A 22-year-old McHenry man who pleaded guilty in July to beating his mother’s 10-pound dog with his fists, a dog chain and a back scratcher, breaking several ribs and causing contusions all over its body, was sentenced Thursday to 18 months of intensive probation.
Elijah Washington also was required to spend 180 days in jail, and as his mother cried in the courtroom, he was remanded.
He will receive credit for time served in jail after his arrest. When released on intensive probation, he will be required to abstain from drugs and alcohol, must undergo mental health evaluations and follow through on any recommendations made.
Washington’s mother, Donna Williams-Peela, said that although her son is about 6 feet 2 inches, weighs about 320 pounds and appears to be a grown man, he has the intellectual and emotional development of a teenager.
He was sexually abused as a young child, hit by an SUV which caused brain damage and had three heart attacks before he turned 18. He has the heart of an 86-year-old man and is due for another surgery on his heart Oct. 1, she said.
She said the dog, who survived the beating, is hers. When Washington was arrested, she let him stay in jail more than 60 days so he had time to “reflect.” She has a serious health condition and at the time he hurt the dog she was in the hospital. Her son thought she was going to die and was scared and stressed.
Although she did not excuse what he did. When released from jail, she would not speak to him, she said.
She loves her dog, but she also loves her son, she said, as she begged for leniency.
McHenry police officer Matthew Voelker said about 5 p.m. Aug. 29, 2018, he was called to Washington’s home. When he arrived he found the injured dog cowering in a corner and crying. When he tried to help the dog, would “scream out.” The dog, he said, was bloody, its eyes were swollen, was guarded and was protective of its two left legs.
Washington told the officer the dog had bit his niece and he became “enraged” and beat it.
The girl said the dog bit her when she was trying to put on his leash. The marks on her hand were minor and did not require medical attention, Voelker said.

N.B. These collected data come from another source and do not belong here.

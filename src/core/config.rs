// SPDX-License-Identifier: Apache-2.0
// Copyright 2025 itsakeyfut
//
// Licensed under the Apache License, Version 2.0 (the "License");
// you may not use this file except in compliance with the License.
// You may obtain a copy of the License at
//
//     http://www.apache.org/licenses/LICENSE-2.0
//
// Unless required by applicable law or agreed to in writing, software
// distributed under the License is distributed on an "AS IS" BASIS,
// WITHOUT WARRANTIES OR CONDITIONS OF ANY KIND, either express or implied.
// See the License for the specific language governing permissions and
// limitations under the License.

//! Runtime configuration
//!
//! Options are read once at startup and passed to the supervisor by value.
//! The on-disk format is TOML:
//!
//! ```toml
//! debug = false
//! fast_forward = false
//! display_mode = "3d"
//! rom_name = "sdmc:/vb/wario.vb"
//! game_id = "01VWCJ"
//! ```
//!
//! Every field is optional; missing fields take their default value.

use super::error::Result;
use super::rom::GameIdentity;
use serde::{Deserialize, Serialize};
use std::path::{Path, PathBuf};

/// Stereo output mode of the host display
#[derive(Debug, Clone, Copy, PartialEq, Eq, Default, Serialize, Deserialize)]
pub enum DisplayMode {
    /// Same image to both eyes
    #[default]
    #[serde(rename = "2d")]
    Mono,
    /// Separate left/right images (parallax barrier enabled)
    #[serde(rename = "3d")]
    Stereo,
}

impl DisplayMode {
    /// True if stereoscopic output should be enabled
    pub fn is_stereo(self) -> bool {
        self == DisplayMode::Stereo
    }
}

/// Options consumed by the supervisor and load path
#[derive(Debug, Clone, PartialEq, Eq, Serialize, Deserialize)]
#[serde(default)]
pub struct RuntimeConfig {
    /// Add rendered-frame and skip-threshold lines to telemetry
    pub debug: bool,
    /// Skip frame pacing
    pub fast_forward: bool,
    /// Host display stereo mode
    pub display_mode: DisplayMode,
    /// ROM to load
    #[serde(skip_serializing_if = "Option::is_none")]
    pub rom_name: Option<PathBuf>,
    /// Identity used for patch lookup instead of the header's
    #[serde(skip_serializing_if = "Option::is_none")]
    pub game_id: Option<GameIdentity>,
}

impl Default for RuntimeConfig {
    fn default() -> Self {
        Self {
            debug: false,
            fast_forward: false,
            display_mode: DisplayMode::Mono,
            rom_name: None,
            game_id: None,
        }
    }
}

impl RuntimeConfig {
    /// Parse configuration from TOML text
    pub fn from_toml(text: &str) -> Result<Self> {
        Ok(toml::from_str(text)?)
    }

    /// Serialize configuration to TOML text
    pub fn to_toml(&self) -> Result<String> {
        Ok(toml::to_string_pretty(self)?)
    }

    /// Load configuration from a file
    pub fn load<P: AsRef<Path>>(path: P) -> Result<Self> {
        let text = std::fs::read_to_string(path)?;
        Self::from_toml(&text)
    }

    /// Write configuration to a file
    pub fn save<P: AsRef<Path>>(&self, path: P) -> Result<()> {
        std::fs::write(path, self.to_toml()?)?;
        Ok(())
    }

    /// Load configuration, writing defaults first if the file does not exist
    ///
    /// # Returns
    ///
    /// - `Ok(RuntimeConfig)` loaded from `path`, or the defaults if it was missing
    /// - `Err(EmulatorError)` if the file exists but cannot be read or parsed,
    ///   or the defaults cannot be written
    pub fn load_or_init<P: AsRef<Path>>(path: P) -> Result<Self> {
        let path = path.as_ref();
        if path.exists() {
            let config = Self::load(path)?;
            log::info!("Loaded options from {}", path.display());
            return Ok(config);
        }

        let config = Self::default();
        config.save(path)?;
        log::info!("Wrote default options to {}", path.display());
        Ok(config)
    }
}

Washington admitted to being a heavy drinker with no desire to stop, and to having behavioral and anger issues, claimed to have multiple personalities and to hear voices telling him to kill, Assistant State’s Attorney Mary Ann Scholl said. Scholl asked the judge to impose the maximum three year sentence, saying Washington is a danger to society.
McHenry County Judge Robert Wilbrandt told Washington he believes he has had a rough life, “but your issues are no excuse for you, as you say, [to lose] it and beat a defenseless dog.”